• What is “A Day Without Immigrants”?

    by  • March 13, 2017 • Local • 0 Comments

    Following up with the recent arresting of about 650 people in raids across the United States, according to the NPR news, many immigrants were upset and ready to take action. On Thursday February 16 2017, the event “A Day Without Immigrants” took place throughout the country as many immigrants closed their shops and stayed at home in hopes of making their presence known and realized. According to the New York Times, the idea was initially spread through social media to the immigrant communities across America. Many took on the idea and decided to stay home to show their support for the group of people that they represent.

    For every action, there is an explanation behind it and for these teenagers who stayed home with their parents, it is not an exception. Vanessa Perez said that “[she] stayed home because [she] wanted to be a part of the voice of the community.” By joining the protest of the immigrants, she hoped to change the way society looks at immigrants and help them realize  and she is not the only one.

    Group of immigrants marching during a protest. Photo from Wikimedia Commons.

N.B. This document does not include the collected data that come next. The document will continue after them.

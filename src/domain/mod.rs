// SPDX-License-Identifier: MPL-2.0
//! Domain layer - value objects shared by the engine and its hosts.
//!
//! This module contains pure domain types and validation rules. Beyond
//! `std` it only uses `serde` so the same types can appear in configuration.
//!
//! # Modules
//!
//! - [`item`]: Item model ([`Item`], [`ItemSpec`]) and plain-string normalization
//! - [`kinds`]: Shared enums ([`Direction`], [`TransitionKind`],
//!   [`CarouselTransition`], [`IndicatorKind`], [`IndicatorPosition`])
//! - [`newtypes`]: Clamped values ([`AutoplayInterval`], [`TransitionDuration`],
//!   [`DragThreshold`], [`DragReferenceWidth`])

pub mod item;
pub mod kinds;
pub mod newtypes;

pub use item::{Item, ItemSpec};
pub use kinds::{
    CarouselTransition, Direction, IndicatorKind, IndicatorPosition, Orientation, TransitionKind,
};
pub use newtypes::{AutoplayInterval, DragReferenceWidth, DragThreshold, TransitionDuration};
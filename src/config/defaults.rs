// SPDX-License-Identifier: MPL-2.0
//! Centralized default values for all configuration constants.
//!
//! This module serves as the single source of truth for default values
//! used across the engine and the demo application. Constants are organized
//! by category.
//!
//! # Categories
//!
//! - **Transition**: Duration of index-change animations
//! - **Autoplay**: Interval between automatic advances
//! - **Gesture**: Drag commit threshold and slide reference width
//! - **Frame**: Host tick cadence

// ==========================================================================
// Transition Defaults
// ==========================================================================

/// Default transition duration for the carousel (in milliseconds).
pub const DEFAULT_CAROUSEL_TRANSITION_MS: u64 = 500;

/// Default transition duration for the standalone image transition (in milliseconds).
pub const DEFAULT_IMAGE_TRANSITION_MS: u64 = 300;

/// Minimum transition duration (in milliseconds).
pub const MIN_TRANSITION_MS: u64 = 50;

/// Maximum transition duration (in milliseconds).
pub const MAX_TRANSITION_MS: u64 = 5_000;

// ==========================================================================
// Autoplay Defaults
// ==========================================================================

/// Default interval between autoplay advances (in milliseconds).
pub const DEFAULT_AUTOPLAY_INTERVAL_MS: u64 = 5_000;

/// Minimum autoplay interval (in milliseconds).
pub const MIN_AUTOPLAY_INTERVAL_MS: u64 = 100;

/// Maximum autoplay interval (in milliseconds).
pub const MAX_AUTOPLAY_INTERVAL_MS: u64 = 600_000;

// ==========================================================================
// Gesture Defaults
// ==========================================================================

/// Minimum horizontal drag distance that commits a navigation (in pixels).
pub const DEFAULT_DRAG_THRESHOLD_PX: f32 = 50.0;

/// Smallest accepted drag threshold (in pixels).
pub const MIN_DRAG_THRESHOLD_PX: f32 = 1.0;

/// Largest accepted drag threshold (in pixels).
pub const MAX_DRAG_THRESHOLD_PX: f32 = 1_000.0;

/// Fixed width used to convert drag pixels into track percent.
///
/// This is not the rendered width of the carousel.
pub const DEFAULT_DRAG_REFERENCE_WIDTH_PX: f32 = 300.0;

/// Smallest accepted drag reference width (in pixels).
pub const MIN_DRAG_REFERENCE_WIDTH_PX: f32 = 10.0;

/// Largest accepted drag reference width (in pixels).
pub const MAX_DRAG_REFERENCE_WIDTH_PX: f32 = 10_000.0;

// ==========================================================================
// Frame Defaults
// ==========================================================================

/// Host tick period used to drive the engine clock (~60 FPS).
pub const TICK_INTERVAL_MS: u64 = 16;

// ==========================================================================
// Compile-time Validation
// ==========================================================================

const _: () = {
    // Transition validation
    assert!(MIN_TRANSITION_MS > 0);
    assert!(MAX_TRANSITION_MS >= MIN_TRANSITION_MS);
    assert!(DEFAULT_CAROUSEL_TRANSITION_MS >= MIN_TRANSITION_MS);
    assert!(DEFAULT_CAROUSEL_TRANSITION_MS <= MAX_TRANSITION_MS);
    assert!(DEFAULT_IMAGE_TRANSITION_MS >= MIN_TRANSITION_MS);
    assert!(DEFAULT_IMAGE_TRANSITION_MS <= MAX_TRANSITION_MS);

    // Autoplay validation
    assert!(MIN_AUTOPLAY_INTERVAL_MS > 0);
    assert!(MAX_AUTOPLAY_INTERVAL_MS >= MIN_AUTOPLAY_INTERVAL_MS);
    assert!(DEFAULT_AUTOPLAY_INTERVAL_MS >= MIN_AUTOPLAY_INTERVAL_MS);
    assert!(DEFAULT_AUTOPLAY_INTERVAL_MS <= MAX_AUTOPLAY_INTERVAL_MS);

    // Gesture validation
    assert!(MIN_DRAG_THRESHOLD_PX > 0.0);
    assert!(MAX_DRAG_THRESHOLD_PX >= MIN_DRAG_THRESHOLD_PX);
    assert!(DEFAULT_DRAG_THRESHOLD_PX >= MIN_DRAG_THRESHOLD_PX);
    assert!(DEFAULT_DRAG_THRESHOLD_PX <= MAX_DRAG_THRESHOLD_PX);
    assert!(MIN_DRAG_REFERENCE_WIDTH_PX > 0.0);
    assert!(DEFAULT_DRAG_REFERENCE_WIDTH_PX >= MIN_DRAG_REFERENCE_WIDTH_PX);
    assert!(DEFAULT_DRAG_REFERENCE_WIDTH_PX <= MAX_DRAG_REFERENCE_WIDTH_PX);

    // Frame validation
    assert!(TICK_INTERVAL_MS > 0);
    assert!(TICK_INTERVAL_MS < MIN_TRANSITION_MS);
};
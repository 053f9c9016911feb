// SPDX-License-Identifier: MPL-2.0
//! Index controller: sole owner of the position within the item sequence.
//!
//! Every navigation request, whatever its source (arrows, keys, drag,
//! indicator, autoplay), ends up here. Out-of-range requests never fail: they
//! wrap when looping and are ignored otherwise, which is also how arrows end
//! up disabled at the boundaries of a non-looping sequence.

/// Navigation state snapshot.
///
/// `current_index < item_count` whenever `item_count > 0`. With no items the
/// index is meaningless and reported as zero.
#[derive(Debug, Clone, Copy, PartialEq, Eq, Default)]
pub struct NavigatorState {
    pub current_index: usize,
    pub item_count: usize,
    pub is_looping: bool,
}

/// A committed index change.
#[derive(Debug, Clone, Copy, PartialEq, Eq)]
pub struct IndexChange {
    pub previous: usize,
    pub next: usize,
}

/// Relative navigation intent.
#[derive(Debug, Clone, Copy, PartialEq, Eq, Hash)]
pub enum Step {
    Previous,
    Next,
}

impl Step {
    fn delta(self) -> isize {
        match self {
            Self::Previous => -1,
            Self::Next => 1,
        }
    }
}

#[derive(Debug, Clone, Default)]
pub struct IndexController {
    state: NavigatorState,
}

impl IndexController {
    /// Creates a controller positioned at `initial_index`, clamped into range.
    #[must_use]
    pub fn new(item_count: usize, initial_index: usize, is_looping: bool) -> Self {
        Self {
            state: NavigatorState {
                current_index: clamp_index(initial_index, item_count),
                item_count,
                is_looping,
            },
        }
    }

    #[must_use]
    pub fn state(&self) -> NavigatorState {
        self.state
    }

    /// Current index, or `None` when there are no items.
    #[must_use]
    pub fn current_index(&self) -> Option<usize> {
        (self.state.item_count > 0).then_some(self.state.current_index)
    }

    #[must_use]
    pub fn item_count(&self) -> usize {
        self.state.item_count
    }

    /// Replaces the item count, clamping the current index into the new range.
    ///
    /// This is a reset, not a navigation: no change is reported.
    pub fn reset(&mut self, item_count: usize, index: usize) {
        self.state.item_count = item_count;
        self.state.current_index = clamp_index(index, item_count);
    }

    /// Resolves a raw target against the wrap/clamp rule.
    ///
    /// Returns `None` when the request must not change anything: empty
    /// sequence, target equal to the current index, or an out-of-range
    /// target on a non-looping sequence.
    #[must_use]
    pub fn resolve(&self, target: isize) -> Option<usize> {
        let count = self.state.item_count;
        if count == 0 {
            return None;
        }
        let count_signed = isize::try_from(count).ok()?;
        let resolved = if (0..count_signed).contains(&target) {
            target.unsigned_abs()
        } else if self.state.is_looping {
            target.rem_euclid(count_signed).unsigned_abs()
        } else {
            return None;
        };
        (resolved != self.state.current_index).then_some(resolved)
    }

    /// Moves to `target`, wrapping or ignoring out-of-range values.
    pub fn go_to(&mut self, target: isize) -> Option<IndexChange> {
        let next = self.resolve(target)?;
        Some(self.commit(next))
    }

    /// Moves one step forward or backward.
    pub fn step(&mut self, step: Step) -> Option<IndexChange> {
        let current = isize::try_from(self.state.current_index).ok()?;
        self.go_to(current + step.delta())
    }

    pub fn go_next(&mut self) -> Option<IndexChange> {
        self.step(Step::Next)
    }

    pub fn go_prev(&mut self) -> Option<IndexChange> {
        self.step(Step::Previous)
    }

    /// Direct jump to an already-validated index (indicator targets).
    ///
    /// Skips the wrap rule entirely; anything outside the range is ignored.
    pub fn jump_to(&mut self, index: usize) -> Option<IndexChange> {
        if index >= self.state.item_count || index == self.state.current_index {
            return None;
        }
        Some(self.commit(index))
    }

    /// Returns true if `step` would change the index.
    #[must_use]
    pub fn can_step(&self, step: Step) -> bool {
        isize::try_from(self.state.current_index)
            .ok()
            .and_then(|current| self.resolve(current + step.delta()))
            .is_some()
    }

    #[must_use]
    pub fn can_go_next(&self) -> bool {
        self.can_step(Step::Next)
    }

    #[must_use]
    pub fn can_go_prev(&self) -> bool {
        self.can_step(Step::Previous)
    }

    fn commit(&mut self, next: usize) -> IndexChange {
        let previous = self.state.current_index;
        self.state.current_index = next;
        IndexChange { previous, next }
    }
}

fn clamp_index(index: usize, item_count: usize) -> usize {
    index.min(item_count.saturating_sub(1))
}
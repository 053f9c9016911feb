// SPDX-License-Identifier: MPL-2.0
//! Virtual timer queue.
//!
//! The engine never reads the wall clock. Hosts feed monotonic elapsed time
//! and the queue hands back due timers one at a time, in deadline order, with
//! its clock positioned on the deadline being processed. A large time jump
//! therefore replays exactly the fires that would have happened in real time.

use super::transition::Generation;
use std::collections::{BTreeMap, HashMap};
use std::time::Duration;

/// Opaque handle to a scheduled timer.
#[derive(Debug, Clone, Copy, PartialEq, Eq, PartialOrd, Ord, Hash)]
pub struct TimerHandle(u64);

/// Timers used by the navigation engine.
#[derive(Debug, Clone, Copy, PartialEq, Eq, Hash)]
pub enum TimerKind {
    /// Periodic autoplay advance.
    Autoplay,
    /// End of the transition identified by the generation token.
    TransitionComplete(Generation),
}

/// Deadline-ordered set of one-shot timers.
#[derive(Debug)]
pub struct TimerQueue<K> {
    now: Duration,
    next_id: u64,
    pending: BTreeMap<(Duration, u64), K>,
    deadlines: HashMap<u64, Duration>,
}

impl<K> Default for TimerQueue<K> {
    fn default() -> Self {
        Self {
            now: Duration::ZERO,
            next_id: 0,
            pending: BTreeMap::new(),
            deadlines: HashMap::new(),
        }
    }
}

impl<K: Copy> TimerQueue<K> {
    /// Creates an empty queue with its clock at zero.
    #[must_use]
    pub fn new() -> Self {
        Self::default()
    }

    /// Current engine time.
    #[must_use]
    pub fn now(&self) -> Duration {
        self.now
    }

    /// Schedules `kind` to fire `delay` after the current time.
    pub fn schedule_in(&mut self, delay: Duration, kind: K) -> TimerHandle {
        let id = self.next_id;
        self.next_id += 1;
        let deadline = self.now + delay;
        self.pending.insert((deadline, id), kind);
        self.deadlines.insert(id, deadline);
        TimerHandle(id)
    }

    /// Cancels a timer. Returns false if it already fired or was cancelled.
    pub fn cancel(&mut self, handle: TimerHandle) -> bool {
        match self.deadlines.remove(&handle.0) {
            Some(deadline) => self.pending.remove(&(deadline, handle.0)).is_some(),
            None => false,
        }
    }

    /// Returns true while the timer is still pending.
    #[must_use]
    pub fn is_live(&self, handle: TimerHandle) -> bool {
        self.deadlines.contains_key(&handle.0)
    }

    /// Number of pending timers.
    #[must_use]
    pub fn live_count(&self) -> usize {
        self.pending.len()
    }

    /// Deadline of the earliest pending timer.
    #[must_use]
    pub fn next_deadline(&self) -> Option<Duration> {
        self.pending.keys().next().map(|(deadline, _)| *deadline)
    }

    /// Pops the earliest timer due at or before `until`.
    ///
    /// The clock moves to the popped deadline, so anything scheduled while
    /// handling it is relative to that instant.
    pub fn pop_due(&mut self, until: Duration) -> Option<(TimerHandle, K)> {
        let (&(deadline, id), _) = self.pending.iter().next()?;
        if deadline > until {
            return None;
        }
        let kind = self.pending.remove(&(deadline, id))?;
        self.deadlines.remove(&id);
        self.now = self.now.max(deadline);
        Some((TimerHandle(id), kind))
    }

    /// Moves the clock forward to `until`. Earlier instants are ignored.
    pub fn settle(&mut self, until: Duration) {
        self.now = self.now.max(until);
    }

    /// Drops every pending timer.
    pub fn clear(&mut self) {
        self.pending.clear();
        self.deadlines.clear();
    }
}
// SPDX-License-Identifier: MPL-2.0
//! Headless navigation engine.
//!
//! Everything in here is renderer-agnostic and clock-agnostic: hosts feed
//! events, elapsed time, and presented frames, and read back state and
//! visual poses. The `ui` module is one such host.

pub mod autoplay;
pub mod capture;
pub mod carousel;
pub mod gesture;
pub mod image_transition;
pub mod index;
pub mod indicator;
pub mod timer;
pub mod transition;

pub use autoplay::{AutoplayScheduler, AutoplayState};
pub use capture::{ListenerRegistry, PointerCapture};
pub use carousel::{ArrowState, Carousel, CarouselOptions, IndicatorOptions, Message, Output};
pub use gesture::{DragState, GestureRecognizer};
pub use image_transition::ImageTransition;
pub use index::{IndexChange, IndexController, NavigatorState, Step};
pub use indicator::{ArrowKey, IndicatorBinding, IndicatorForm, IndicatorModel, Segment};
pub use timer::{TimerHandle, TimerKind, TimerQueue};
pub use transition::{
    Cycle, Generation, LayerRole, LayerVisual, Motion, TransitionAnimator, TransitionCompleted,
    TransitionStarted, TransitionState,
};
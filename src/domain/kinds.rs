// SPDX-License-Identifier: MPL-2.0
//! Enumerations shared by the engine, configuration, and views.

use serde::{Deserialize, Serialize};
use std::fmt;
use std::str::FromStr;

/// Direction of a transition between two indices.
#[derive(Debug, Clone, Copy, PartialEq, Eq, Hash)]
pub enum Direction {
    /// Target index is greater than the source index.
    Forward,
    /// Target index is lower than (or equal to) the source index.
    Backward,
}

impl Direction {
    /// Derives the direction from a raw index comparison.
    ///
    /// The comparison is not wrap-corrected: under looping, going from the
    /// last item to the first reads as `Backward`.
    #[must_use]
    pub fn between(from: usize, to: usize) -> Self {
        if to > from {
            Self::Forward
        } else {
            Self::Backward
        }
    }

    /// Returns `1.0` for forward and `-1.0` for backward.
    #[must_use]
    pub fn sign(self) -> f32 {
        match self {
            Self::Forward => 1.0,
            Self::Backward => -1.0,
        }
    }
}

/// Visual effect of the standalone image transition.
#[derive(Debug, Clone, Copy, Serialize, Deserialize, PartialEq, Eq, Hash, Default)]
#[serde(rename_all = "kebab-case")]
pub enum TransitionKind {
    #[default]
    Fade,
    Slide,
    Zoom,
    Reveal,
    Flip,
}

impl TransitionKind {
    /// All supported effects, in declaration order.
    pub const ALL: [TransitionKind; 5] = [
        TransitionKind::Fade,
        TransitionKind::Slide,
        TransitionKind::Zoom,
        TransitionKind::Reveal,
        TransitionKind::Flip,
    ];

    /// Returns true if the effect needs a discrete restart, i.e. its start
    /// pose must be painted for at least one frame before animating.
    #[must_use]
    pub fn requires_restart(self) -> bool {
        !matches!(self, Self::Fade)
    }

    /// Stable lowercase name used by the CLI and configuration.
    #[must_use]
    pub fn as_str(self) -> &'static str {
        match self {
            Self::Fade => "fade",
            Self::Slide => "slide",
            Self::Zoom => "zoom",
            Self::Reveal => "reveal",
            Self::Flip => "flip",
        }
    }
}

impl fmt::Display for TransitionKind {
    fn fmt(&self, f: &mut fmt::Formatter<'_>) -> fmt::Result {
        f.write_str(self.as_str())
    }
}

impl FromStr for TransitionKind {
    type Err = String;

    fn from_str(s: &str) -> Result<Self, Self::Err> {
        Self::ALL
            .into_iter()
            .find(|kind| kind.as_str().eq_ignore_ascii_case(s.trim()))
            .ok_or_else(|| format!("unknown transition `{s}`"))
    }
}

/// Transition styles available to the carousel.
#[derive(Debug, Clone, Copy, Serialize, Deserialize, PartialEq, Eq, Hash, Default)]
#[serde(rename_all = "kebab-case")]
pub enum CarouselTransition {
    /// Continuous track translated by the current index and live drag.
    #[default]
    Slide,
    /// Stacked layers cross-fading by opacity.
    Fade,
}

impl CarouselTransition {
    /// Returns the underlying effect.
    #[must_use]
    pub fn kind(self) -> TransitionKind {
        match self {
            Self::Slide => TransitionKind::Slide,
            Self::Fade => TransitionKind::Fade,
        }
    }
}

impl FromStr for CarouselTransition {
    type Err = String;

    fn from_str(s: &str) -> Result<Self, Self::Err> {
        match s.trim().to_ascii_lowercase().as_str() {
            "slide" => Ok(Self::Slide),
            "fade" => Ok(Self::Fade),
            other => Err(format!("carousel transition must be `slide` or `fade`, got `{other}`")),
        }
    }
}

/// Visual form of the position indicator.
#[derive(Debug, Clone, Copy, Serialize, Deserialize, PartialEq, Eq, Hash, Default)]
#[serde(rename_all = "kebab-case")]
pub enum IndicatorKind {
    #[default]
    Dot,
    Line,
    Dash,
    Fraction,
    Progress,
}

impl IndicatorKind {
    /// Returns true if every item is rendered as its own target.
    #[must_use]
    pub fn has_segments(self) -> bool {
        matches!(self, Self::Dot | Self::Line | Self::Dash)
    }
}

/// Placement of the indicator relative to the carousel viewport.
#[derive(Debug, Clone, Copy, Serialize, Deserialize, PartialEq, Eq, Hash, Default)]
#[serde(rename_all = "kebab-case")]
pub enum IndicatorPosition {
    Top,
    #[default]
    Bottom,
    Left,
    Right,
}

impl IndicatorPosition {
    /// Layout axis implied by the position.
    #[must_use]
    pub fn orientation(self) -> Orientation {
        match self {
            Self::Top | Self::Bottom => Orientation::Horizontal,
            Self::Left | Self::Right => Orientation::Vertical,
        }
    }
}

/// Layout axis of the indicator.
#[derive(Debug, Clone, Copy, PartialEq, Eq, Hash, Default)]
pub enum Orientation {
    #[default]
    Horizontal,
    Vertical,
}
// SPDX-License-Identifier: MPL-2.0
//! Config directory resolution.
//!
//! # Resolution Order
//!
//! 1. **Explicit override** - parameter to `_with_override()` functions (for tests)
//! 2. **Environment variable** (`ICED_CAROUSEL_CONFIG_DIR`, if set and non-empty)
//! 3. **Platform default** - via `dirs` crate

use std::path::PathBuf;

/// Application name used for directory naming.
const APP_NAME: &str = "IcedCarousel";

/// Environment variable to override the config directory.
pub const ENV_CONFIG_DIR: &str = "ICED_CAROUSEL_CONFIG_DIR";

/// Returns the application config directory path.
///
/// - Linux: `~/.config/IcedCarousel/`
/// - macOS: `~/Library/Application Support/IcedCarousel/`
/// - Windows: `C:\Users\<User>\AppData\Roaming\IcedCarousel\`
pub fn get_app_config_dir() -> Option<PathBuf> {
    get_app_config_dir_with_override(None)
}

/// Returns the application config directory path with an optional override.
pub fn get_app_config_dir_with_override(override_path: Option<PathBuf>) -> Option<PathBuf> {
    if let Some(path) = override_path {
        return Some(path);
    }

    if let Some(path) = std::env::var_os(ENV_CONFIG_DIR).filter(|value| !value.is_empty()) {
        return Some(PathBuf::from(path));
    }

    dirs::config_dir().map(|mut path| {
        path.push(APP_NAME);
        path
    })
}
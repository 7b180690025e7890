//! Card ranks, deck composition, and counting weights.

use rand::Rng;
use rand::seq::IndexedRandom;

/// A card's blackjack-relevant rank.
///
/// `1` is an ace, `2..=9` are pip cards, and `10` covers tens and face cards.
pub type Rank = u8;

/// Rank of an ace.
pub const ACE: Rank = 1;

/// Rank shared by tens, jacks, queens, and kings.
pub const TEN: Rank = 10;

/// Number of distinct ranks.
pub const RANK_COUNT: usize = 10;

/// Number of cards in a deck.
pub const DECK_SIZE: usize = 52;

/// The 13 ranks of one suit; ten-value cards appear four times.
pub const SUIT_RANKS: [Rank; 13] = [1, 2, 3, 4, 5, 6, 7, 8, 9, 10, 10, 10, 10];

/// Card counts per rank in a full deck, indexed by `rank - 1`.
pub const DECK_COMPOSITION: [u8; RANK_COUNT] = [4, 4, 4, 4, 4, 4, 4, 4, 4, 16];

/// Counting weight subtracted from the running count when a rank is drawn.
///
/// Weights over a full deck sum to zero, so a fresh shoe has a running count
/// of zero and an exhausted one returns to zero.
#[must_use]
pub const fn count_weight(rank: Rank) -> i32 {
    match rank {
        2 | 3 | 6 | 7 => 1,
        4 | 5 => 2,
        10 => -2,
        _ => 0,
    }
}

/// Returns whether `rank` is a valid blackjack rank.
#[must_use]
pub const fn is_valid_rank(rank: Rank) -> bool {
    rank >= ACE && rank <= TEN
}

/// Draws a rank from an infinite deck.
///
/// Every draw is independent and uniform over [`SUIT_RANKS`], so ten-value
/// cards come up four times as often as any other rank.
pub fn draw_infinite<R: Rng + ?Sized>(rng: &mut R) -> Rank {
    SUIT_RANKS.choose(rng).copied().unwrap_or(TEN)
}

    For Milton Hernandez, A Day Without Immigrants is his way “to prove to people the important role that the immigrants play” in the community and “show the country the benefits” that come from accepting the immigrants into the society. What is the reason behind their action that is to stay home with other immigrants out there? Every action has an explanation. Hernandez’s inspiration to fight for the immigrants comes from his hope “to help both illegal and legal immigrants” in America. “[The community] is missing out without the presence of immigrants” explained Hernandez.

    For Perez, however, it deprives from her parents and her beliefs that immigrants are being misunderstood and put aside by people from America’s society. She is upset that people think of immigrants as lazy and having it easy because from her parents’ experience, it is the complete opposite. “My mother came here when she was 14... and did not have an opportunity at an education,” said Perez “She started from the bottom [and] work[ed] hard to get somewhere in life.”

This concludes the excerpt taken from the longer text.